Hyde wins commission appointment

JohnHydeThe Big Horn County commissioners Monday afternoon appointed John Hyde of Lovell as the new commissioner to replace the late Thomas “Scotty” Hinman.

Hyde will be sworn in at the start of the regular commissioner meeting 9 a.m. Tuesday, May 21.

The Big Horn County Republican Central Committee interviewed 16/17 candidates last Thursday and narrowed the list to three to submit to the commissioners for appointment. The commissioners interviewed the three — Hyde, Stanley Jones of Otto and Richard Russell of Basin — Monday morning before deliberating and making the appointment.

Prior to each interview Chairman Jerry Ewen thanked each candidate for their interest and congratulated them in getting to the final phase.

The candidates were asked the same questions and given an opportunity to ask questions of the commissioners.

After the appointment, Ewen said, “For the public, I want to say we are pleased once again the process worked. We were presented with some good choices. It was not an easy decision.” He said each candidate would have brought their own skill set and dedication to the position. “Each one had a passion to take the work one and we appreciate that.”

Commissioner Keith Grant said, “We were very fortunate in the candidates we had. It was not an easy decision.”

The candidates were asked why they were interested in the position, what past experiences they had that would be helpful, if they had the time to commit to the position, what they felt the duties were for the position and if they would recommend any changes and how they would implement those changes.

Hyde is currently serving as the county as the emergency management coordinator and is a retired Wyoming Game and Fish game warden, earlier this year announced his retirement effective July 8 as the EMC. The county had just begun the process to find a new coordinator.

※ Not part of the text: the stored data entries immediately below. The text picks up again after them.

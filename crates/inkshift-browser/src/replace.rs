//! The replacement engine: executes the host's strategy order against a
//! captured selection, stopping at the first success.
//!
//! Per-strategy failures never propagate; they only select fallthrough. The
//! designed floor is the clipboard copy, so the generated text is never lost
//! even when every in-place technique bounces off the editor.

use inkshift_core::{AttemptOutcome, EngineOutcome, FailReason, StrategyKind, order_for};
use wasm_bindgen::JsCast;
use web_sys::{
    Event, EventInit, EventTarget, HtmlInputElement, HtmlTextAreaElement, InputEvent,
    InputEventInit, KeyboardEvent, KeyboardEventInit, Node,
};

use crate::caret;
use crate::clipboard;
use crate::dom;
use crate::error::DomError;
use crate::host::BrowserHost;
use crate::selection::{self, CapturedSelection};

pub struct ReplacementEngine<'a> {
    host: &'a BrowserHost,
}

impl<'a> ReplacementEngine<'a> {
    pub fn new(host: &'a BrowserHost) -> Self {
        Self { host }
    }

    /// Run the strategy order until one succeeds. The order comes from the
    /// refined target variant when there is a target: a plain field inside a
    /// specialized host still splices like any form control. Read-only
    /// selections fall back to the page-level order.
    pub async fn replace(&self, captured: &CapturedSelection, new_text: &str) -> EngineOutcome {
        let order = match &captured.target {
            Some(target) => order_for(self.host.refine(target.as_ref())),
            None => self.host.rules().strategy_order(),
        };
        for kind in order {
            let outcome = match kind {
                StrategyKind::ReselectInsert => reselect_insert(captured, new_text),
                StrategyKind::ValueSplice => value_splice(captured, new_text),
                StrategyKind::MarkupSplice => markup_splice(captured, new_text),
                StrategyKind::RangeSplice => range_splice(captured, new_text),
                StrategyKind::SimulatedPaste => simulated_paste(captured, new_text).await,
                StrategyKind::SyntheticInput => synthetic_input(captured, new_text),
                StrategyKind::SyntheticKeys => synthetic_keys(captured, new_text),
                StrategyKind::ClipboardCopy => {
                    return match clipboard::write_text(new_text).await {
                        Ok(()) => EngineOutcome::CopiedToClipboard,
                        Err(e) => {
                            tracing::warn!(target: "inkshift::replace", error = %e, "clipboard floor failed");
                            EngineOutcome::Failed
                        }
                    };
                }
            };
            match outcome {
                AttemptOutcome::Replaced => {
                    tracing::debug!(target: "inkshift::replace", strategy = ?kind, "replaced in place");
                    if let Err(e) = caret::collapse_to_end() {
                        tracing::debug!(target: "inkshift::replace", error = %e, "caret collapse failed");
                    }
                    return EngineOutcome::Applied(*kind);
                }
                AttemptOutcome::Failed(reason) => {
                    tracing::debug!(target: "inkshift::replace", strategy = ?kind, %reason, "strategy failed");
                }
            }
        }
        // Orders end at ClipboardCopy, so this is unreachable for the
        // shipped tables; a custom order without a floor just fails.
        EngineOutcome::Failed
    }
}

fn failed(reason: FailReason) -> AttemptOutcome {
    AttemptOutcome::Failed(reason)
}

fn platform_err(e: DomError) -> AttemptOutcome {
    AttemptOutcome::Failed(FailReason::Platform(e.0))
}

/// Restore the saved range, verify the live selection still reads as the
/// captured text, then issue one undoable insert-text command.
fn reselect_insert(captured: &CapturedSelection, new_text: &str) -> AttemptOutcome {
    // A detached endpoint can still stringify to the captured text, so the
    // equality check alone would pass on a range the page already discarded.
    if !captured.start_container.is_connected() {
        return failed(FailReason::StaleRange);
    }
    if let Err(e) = selection::restore(captured) {
        return failed(FailReason::Platform(e.0));
    }
    match selection::still_matches(captured) {
        Ok(true) => {}
        Ok(false) => return failed(FailReason::StaleRange),
        Err(e) => return platform_err(e),
    }
    let html_doc = match dom::html_document() {
        Ok(d) => d,
        Err(e) => return platform_err(e),
    };
    match html_doc.exec_command_with_show_ui_and_value("insertText", false, new_text) {
        Ok(true) => AttemptOutcome::Replaced,
        Ok(false) => failed(FailReason::CommandRejected),
        Err(e) => failed(FailReason::Platform(format!("execCommand: {e:?}"))),
    }
}

/// Splice into a form control's value at the first occurrence of the
/// captured text, then synthesize exactly one bubbling `input` event.
fn value_splice(captured: &CapturedSelection, new_text: &str) -> AttemptOutcome {
    let Some(target) = &captured.target else {
        return failed(FailReason::NotApplicable);
    };

    let value = if let Some(input) = target.dyn_ref::<HtmlInputElement>() {
        input.value()
    } else if let Some(area) = target.dyn_ref::<HtmlTextAreaElement>() {
        area.value()
    } else {
        return failed(FailReason::NotApplicable);
    };

    let Some(idx) = value.find(&captured.text) else {
        return failed(FailReason::TextNotFound);
    };
    let mut next = String::with_capacity(value.len() + new_text.len());
    next.push_str(&value[..idx]);
    next.push_str(new_text);
    next.push_str(&value[idx + captured.text.len()..]);

    let caret_utf16 = next[..idx + new_text.len()].encode_utf16().count() as u32;
    if let Some(input) = target.dyn_ref::<HtmlInputElement>() {
        input.set_value(&next);
        let _ = input.set_selection_range(caret_utf16, caret_utf16);
    } else if let Some(area) = target.dyn_ref::<HtmlTextAreaElement>() {
        area.set_value(&next);
        let _ = area.set_selection_range(caret_utf16, caret_utf16);
    }

    if let Err(e) = dispatch_input(target.as_ref()) {
        return platform_err(e);
    }
    AttemptOutcome::Replaced
}

/// First-occurrence string replacement in the editable element's serialized
/// markup. Fails when the selection spans formatting boundaries and the raw
/// text no longer occurs verbatim in the markup.
fn markup_splice(captured: &CapturedSelection, new_text: &str) -> AttemptOutcome {
    let Some(target) = &captured.target else {
        return failed(FailReason::NotApplicable);
    };
    if !target.is_content_editable() {
        return failed(FailReason::NotApplicable);
    }
    let html = target.inner_html();
    if !html.contains(&captured.text) {
        return failed(FailReason::TextNotFound);
    }
    let markup = inkshift_core::text_to_markup(new_text);
    target.set_inner_html(&html.replacen(&captured.text, &markup, 1));
    AttemptOutcome::Replaced
}

/// Operate on the saved endpoints directly: same-text-node offset splice, or
/// clear the spanned contents and insert a fresh text node.
fn range_splice(captured: &CapturedSelection, new_text: &str) -> AttemptOutcome {
    if !captured.start_container.is_connected() {
        return failed(FailReason::StaleRange);
    }

    let same_text_node = captured.start_container == captured.end_container
        && captured.start_container.node_type() == Node::TEXT_NODE;
    if same_text_node {
        let content = captured.start_container.text_content().unwrap_or_default();
        let spliced = splice_utf16(
            &content,
            captured.start_offset,
            captured.end_offset,
            new_text,
        );
        captured.start_container.set_text_content(Some(&spliced));
        return AttemptOutcome::Replaced;
    }

    if let Err(e) = captured.range.delete_contents() {
        return failed(FailReason::Platform(format!("deleteContents: {e:?}")));
    }
    let document = match dom::document() {
        Ok(d) => d,
        Err(e) => return platform_err(e),
    };
    let text_node = document.create_text_node(new_text);
    match captured.range.insert_node(&text_node) {
        Ok(()) => AttemptOutcome::Replaced,
        Err(e) => failed(FailReason::Platform(format!("insertNode: {e:?}"))),
    }
}

/// Put the text on the clipboard, restore the range, and issue a paste
/// command. Most browsers reject script-initiated paste; that just falls
/// through.
async fn simulated_paste(captured: &CapturedSelection, new_text: &str) -> AttemptOutcome {
    if let Err(e) = clipboard::write_text(new_text).await {
        return platform_err(e);
    }
    if let Err(e) = selection::restore(captured) {
        return platform_err(e);
    }
    let html_doc = match dom::html_document() {
        Ok(d) => d,
        Err(e) => return platform_err(e),
    };
    match html_doc.exec_command("paste") {
        Ok(true) => AttemptOutcome::Replaced,
        Ok(false) => failed(FailReason::CommandRejected),
        Err(e) => failed(FailReason::Platform(format!("execCommand paste: {e:?}"))),
    }
}

/// Dispatch a cancelable synthetic `beforeinput` insert at the editor.
/// An editor that consumes the event cancels it; an uncancelled event means
/// nothing handled the insert, so the strategy reports failure.
fn synthetic_input(captured: &CapturedSelection, new_text: &str) -> AttemptOutcome {
    let Some(target) = event_target(captured) else {
        return failed(FailReason::NotApplicable);
    };
    let init = InputEventInit::new();
    init.set_bubbles(true);
    init.set_cancelable(true);
    init.set_input_type("insertText");
    init.set_data(Some(new_text));
    let event = match InputEvent::new_with_event_init_dict("beforeinput", &init) {
        Ok(ev) => ev,
        Err(e) => return failed(FailReason::Platform(format!("InputEvent: {e:?}"))),
    };
    match target.dispatch_event(&event) {
        // dispatchEvent returns false when a handler called preventDefault,
        // i.e. an editor consumed the insert.
        Ok(false) => AttemptOutcome::Replaced,
        Ok(true) => failed(FailReason::CommandRejected),
        Err(e) => failed(FailReason::Platform(format!("dispatchEvent: {e:?}"))),
    }
}

/// Per-character synthetic keydown sequence. Reports success only when at
/// least one key event was consumed by a handler.
fn synthetic_keys(captured: &CapturedSelection, new_text: &str) -> AttemptOutcome {
    let Some(target) = event_target(captured) else {
        return failed(FailReason::NotApplicable);
    };
    let mut consumed = false;
    for ch in new_text.chars() {
        let init = KeyboardEventInit::new();
        init.set_key(&ch.to_string());
        init.set_bubbles(true);
        init.set_cancelable(true);
        let event = match KeyboardEvent::new_with_keyboard_event_init_dict("keydown", &init) {
            Ok(ev) => ev,
            Err(e) => return failed(FailReason::Platform(format!("KeyboardEvent: {e:?}"))),
        };
        match target.dispatch_event(&event) {
            Ok(false) => consumed = true,
            Ok(true) => {}
            Err(e) => return failed(FailReason::Platform(format!("dispatchEvent: {e:?}"))),
        }
    }
    if consumed {
        AttemptOutcome::Replaced
    } else {
        failed(FailReason::CommandRejected)
    }
}

/// Where synthetic events land: the captured target, else the page's active
/// element, else the saved start container's element.
fn event_target(captured: &CapturedSelection) -> Option<EventTarget> {
    if let Some(target) = &captured.target {
        return Some(target.clone().into());
    }
    if let Ok(document) = dom::document() {
        if let Some(active) = document.active_element() {
            if active.tag_name() != "BODY" {
                return Some(active.into());
            }
        }
    }
    crate::host::as_element(&captured.start_container).map(Into::into)
}

fn dispatch_input(target: &EventTarget) -> Result<(), DomError> {
    let init = EventInit::new();
    init.set_bubbles(true);
    let event = Event::new_with_event_init_dict("input", &init)
        .map_err(|e| DomError::from_js("Event input", e))?;
    target
        .dispatch_event(&event)
        .map_err(|e| DomError::from_js("dispatchEvent", e))?;
    Ok(())
}

/// Splice `insert` over the UTF-16 code-unit span `[start, end)` of
/// `original`. DOM offsets are UTF-16, Rust strings are UTF-8, so the splice
/// goes through a code-unit buffer.
fn splice_utf16(original: &str, start: u32, end: u32, insert: &str) -> String {
    let units: Vec<u16> = original.encode_utf16().collect();
    let start = (start as usize).min(units.len());
    let end = (end as usize).clamp(start, units.len());
    let mut out: Vec<u16> = Vec::with_capacity(units.len() + insert.len());
    out.extend_from_slice(&units[..start]);
    out.extend(insert.encode_utf16());
    out.extend_from_slice(&units[end..]);
    String::from_utf16_lossy(&out)
}

#[cfg(test)]
mod tests {
    use super::splice_utf16;

    #[test]
    fn splice_replaces_code_unit_span() {
        assert_eq!(splice_utf16("hello world", 6, 11, "earth"), "hello earth");
    }

    #[test]
    fn splice_counts_utf16_not_bytes() {
        // The emoji is one char, two UTF-16 code units, four UTF-8 bytes.
        assert_eq!(splice_utf16("a😀b", 1, 3, "x"), "axb");
    }

    #[test]
    fn splice_clamps_out_of_range_offsets() {
        assert_eq!(splice_utf16("abc", 2, 99, "Z"), "abZ");
        assert_eq!(splice_utf16("abc", 99, 99, "Z"), "abcZ");
    }
}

Ewen said Hyde likely will not be able to continue as the EMC through his official retirement date because of the appointment as commissioner. He said the commissioners would address the position once Hyde is sworn in.

Hyde also retired from his position as human resources coordinator for the county, of which Carl Meyer was appointed.

The interview

During his interview Monday Hyde said, “My reasons for retiring were to free up some time to do some other things I wanted to do. It’s not been an easy decision, but one I’ve considered for a long time, not just after the immediacy of this position. No one wants to jump in under these circumstances. As you know from my resignation meeting this is something I’ve considered. I want to live up to the expectation that others have of me and that I have of myself.”

He said he always told his kids that good people should be available for public service. “I have a future pretty free ahead of me, so to be true to myself, I felt I should at least put my name in the hat and offer my services.”

Hyde said he believes his whole life experience will be a benefit. He worked 35 years for the state of Wyoming with the Game and Fish. “I’ve literally worked in every county in Wyoming and lived and raised family in nine counties.” He said those experiences have allowed him to learn how things work in different counties and what works and what doesn’t work.

He said through his state job and the county job he has worked with every imaginable agency, county, state and federal as well as landowner groups.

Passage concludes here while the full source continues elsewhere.